Concepts of Hypothesis Testing

Sriram Chunduri
AlmaBetter
Published in
17 min readMar 23, 2021

This blog is about the concepts of Hypothesis testing.

Let’s start with the definition of Hypothesis testing with an example.

Hypothesis testing :

Hypothesis testing is really a systematic way to test claims or ideas about a group or population. Hypothesis testing or significance testing is a method for testing a claim or hypothesis about a parameter in a population, using data measured in a sample. In this method, we test some hypotheses by determining the likelihood that a sample statistic could have been selected, if the hypothesis regarding the population parameter were true.

It is a statistical method that is used in making statistical decisions using experimental data. Hypothesis Testing is basically an assumption that we make about the population parameter.

A hypothesis test evaluates two mutually exclusive statements about a population to determine which statement is best supported by the sample data. When we say that a finding is statistically significant, it’s thanks to a hypothesis test.

Example :

Suppose we read an article stating that children in the United States watch an average of 3 hours of TV per week. To test whether this claim is true, we record the time (in hours) that a group of 20 American children (the sample), among all children in the United States (the population), watch TV. The mean we measure for these 20 children is a sample mean. We can then compare the sample mean we select to the population mean stated in the article.

Method of Hypothesis Testing:

  • To begin, we identify a hypothesis or claim that we feel should be tested. For example, we might want to test the claim that the mean number of hours that children in the United States watch TV is 3 hours.
  • We select a criterion upon which we decide that the claim being tested is true or not. For example, the claim is that children watch 3 hours of TV per week. Most samples we select should have a mean close to or equal to 3 hours if the claim we are testing is true. So at what point do we decide that the discrepancy between the sample mean and 3 is so big that the claim we are testing is likely, not true? We answer this question in this step of hypothesis testing.
  • Select a random sample from the population and measure the sample mean. For example, we could select 20 children and measure the mean time (in hours) that they watch TV per week.
  • Compare what we observe in the sample to what we expect to observe if the claim we are testing is true. We expect the sample mean to be around 3 hours. If the discrepancy between the sample mean and population mean is small, then we will likely decide that the claim we are testing is indeed true. If the discrepancy is too large, then we will likely decide to reject the claim as being not true.

Four Steps to Hypothesis Testing:

The goal of hypothesis testing is to determine the likelihood that a population parameter, such as the mean, is likely to be true.

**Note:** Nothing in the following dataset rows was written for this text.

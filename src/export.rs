//! Certificate image export.
//!
//! Rasterization is delegated to a `Rasterizer` (html2canvas in the browser).
//! Action controls are hidden for the capture and restored on every exit
//! path through the `HiddenControls` guard.

use crate::certificate::Certificate;
use crate::config::HuntConfig;
use crate::error::ExportError;

/// Options forwarded to the rasterizer.
#[derive(Clone, Debug, PartialEq)]
pub struct RenderOptions {
    pub background_color: String,
    pub scale: f64,
}

impl RenderOptions {
    pub fn from_config(config: &HuntConfig) -> Self {
        Self {
            background_color: config.export_background.clone(),
            scale: config.export_scale,
        }
    }
}

/// A rendered image, addressable by URL (data: or blob:).
#[derive(Clone, Debug, PartialEq, Eq)]
pub struct RasterImage {
    pub href: String,
}

/// A ready-to-trigger download.
#[derive(Clone, Debug, PartialEq, Eq)]
pub struct Download {
    pub file_name: String,
    pub href: String,
}

/// Renders the certificate view to an image.
#[allow(async_fn_in_trait)]
pub trait Rasterizer {
    /// # Errors
    ///
    /// Returns `ExportError` if rendering or encoding fails.
    async fn rasterize(&self, options: &RenderOptions) -> Result<RasterImage, ExportError>;
}

/// UI controls that must not appear in the captured image.
pub trait CaptureControls {
    fn hide(&self);
    fn restore(&self);
}

/// Hides controls for its lifetime.
#[must_use = "controls are restored as soon as the guard is dropped"]
pub struct HiddenControls<'a, C: CaptureControls + ?Sized> {
    controls: &'a C,
}

impl<'a, C: CaptureControls + ?Sized> HiddenControls<'a, C> {
    pub fn new(controls: &'a C) -> Self {
        controls.hide();
        Self { controls }
    }
}

impl<C: CaptureControls + ?Sized> Drop for HiddenControls<'_, C> {
    fn drop(&mut self) {
        self.controls.restore();
    }
}

/// Rasterize the certificate with controls hidden and name the download.
///
/// # Errors
///
/// Returns the rasterizer's `ExportError`; controls are visible again either way.
pub async fn export_certificate<R, C>(
    certificate: &Certificate,
    rasterizer: &R,
    controls: &C,
    config: &HuntConfig,
) -> Result<Download, ExportError>
where
    R: Rasterizer + ?Sized,
    C: CaptureControls + ?Sized,
{
    let options = RenderOptions::from_config(config);
    let image = {
        let _hidden = HiddenControls::new(controls);
        rasterizer.rasterize(&options).await?
    };
    Ok(Download {
        file_name: certificate.file_name(&config.certificate_prefix),
        href: image.href,
    })
}
//! The Silent Hunt core crate.
//!
//! A five-level riddle hunt played in the browser: free-text answers are
//! normalized and checked against per-level accepted sets, progress survives
//! reloads through localStorage, and finishing the hunt unlocks a named,
//! dated certificate that can be downloaded as an image.
//!
//! Everything except `web` is plain Rust and runs under native `cargo test`;
//! `web` binds the `Hunt` controller to the page DOM.

use wasm_bindgen::prelude::*;

pub mod certificate;
pub mod config;
pub mod error;
pub mod export;
pub mod hunt;
pub mod levels;
pub mod matcher;
pub mod navigation;
pub mod normalize;
pub mod progress;
pub mod schedule;
pub mod storage;
pub mod view;
pub mod web;

pub use certificate::Certificate;
pub use config::HuntConfig;
pub use hunt::{Hunt, SubmitOutcome};
pub use levels::{LEVEL_COUNT, Level};
pub use matcher::AnswerMatcher;
pub use navigation::{Landing, Page};
pub use normalize::normalize;
pub use progress::{Progress, ProgressStore};
pub use storage::{KeyValueStorage, MemoryStorage};
pub use view::HuntView;

// Optional small allocator for size (feature gated)
#[cfg(feature = "wee_alloc")]
#[global_allocator]
static ALLOC: wee_alloc::WeeAlloc = wee_alloc::WeeAlloc::INIT;

#[wasm_bindgen(start)]
pub fn wasm_start() {
    #[cfg(feature = "console_error_panic_hook")]
    console_error_panic_hook::set_once();
}

/// Answer check exposed to JS for pages that validate outside the hunt flow.
#[wasm_bindgen]
pub fn is_answer_correct(level: u8, answer: &str) -> bool {
    matcher::hunt_matcher().is_correct(level, answer)
}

Step 1: State the hypotheses.

Step 2: Set the criteria for a decision.

Step 3: Compute the test statistic.

Step 4: Make a decision.

Step 1: State the hypotheses :

We begin by stating the value of a population mean in a null hypothesis, which we presume is true. For the children watching TV example, we state the null hypothesis that children in the United States watch an average of 3 hours of TV per week. In hypothesis testing, we start by assuming that the hypothesis or claim we are testing is true. This is stated in the null hypothesis. The basis of the decision is to determine whether this assumption is likely to be true.

The null hypothesis (H0), stated as the null, is a statement about a population parameter, such as the population mean, that is assumed to be true. The null hypothesis is a starting point. We will test whether the value stated in the null hypothesis is likely to be true.

Keep in mind that the only reason we are testing the null hypothesis is that we think it is wrong. We state what we think is wrong about the null hypothesis in an alternative hypothesis. For the children watching TV example, we may have reason to believe that children watch more than (>) or less than (<) 3 hours of TV per week. When we are uncertain of the direction, we can state that the value in the null hypothesis is not equal to (≠) 3 hours.

An alternative hypothesis (Ha) is a statement that directly contradicts a null hypothesis by stating that that the actual value of a population parameter is less than, greater than, or not equal to the value stated in the null hypothesis.

Step 2: Set the criteria for a decision :

To set the criteria for a decision, we state the level of significance for a test. In hypothesis testing, we collect data to show that the null hypothesis is not true, based on the likelihood of selecting a sample mean from a population (the likelihood is the criterion). The likelihood or level of significance is typically set at 5% in behavioral research studies.

Level of significance, or significance level, refers to a criterion of judgment upon which a decision is made regarding the value stated in a null hypothesis. The criterion is based on the probability of obtaining a statistic measured in a sample if the value stated in the null hypothesis were true. In behavioral science, the criterion or level of significance is typically set at 5%. When the probability of obtaining a sample mean is less than 5% if the null hypothesis were true, then we reject the value stated in the null hypothesis.

Step 3: Compute the test statistic :

Suppose we measure a sample mean equal to 4 hours per week that children watch TV. To make a decision, we need to evaluate how likely this sample outcome is if the population mean stated by the null hypothesis (3 hours per week) is true. We use a test statistic to determine this likelihood. Specifically, a test statistic tells us how far, or how many standard deviations, a sample mean is from the population mean. The larger the value of the test statistic, the further the distance, or a number of standard deviations, a sample mean is from the population mean stated in the null hypothesis.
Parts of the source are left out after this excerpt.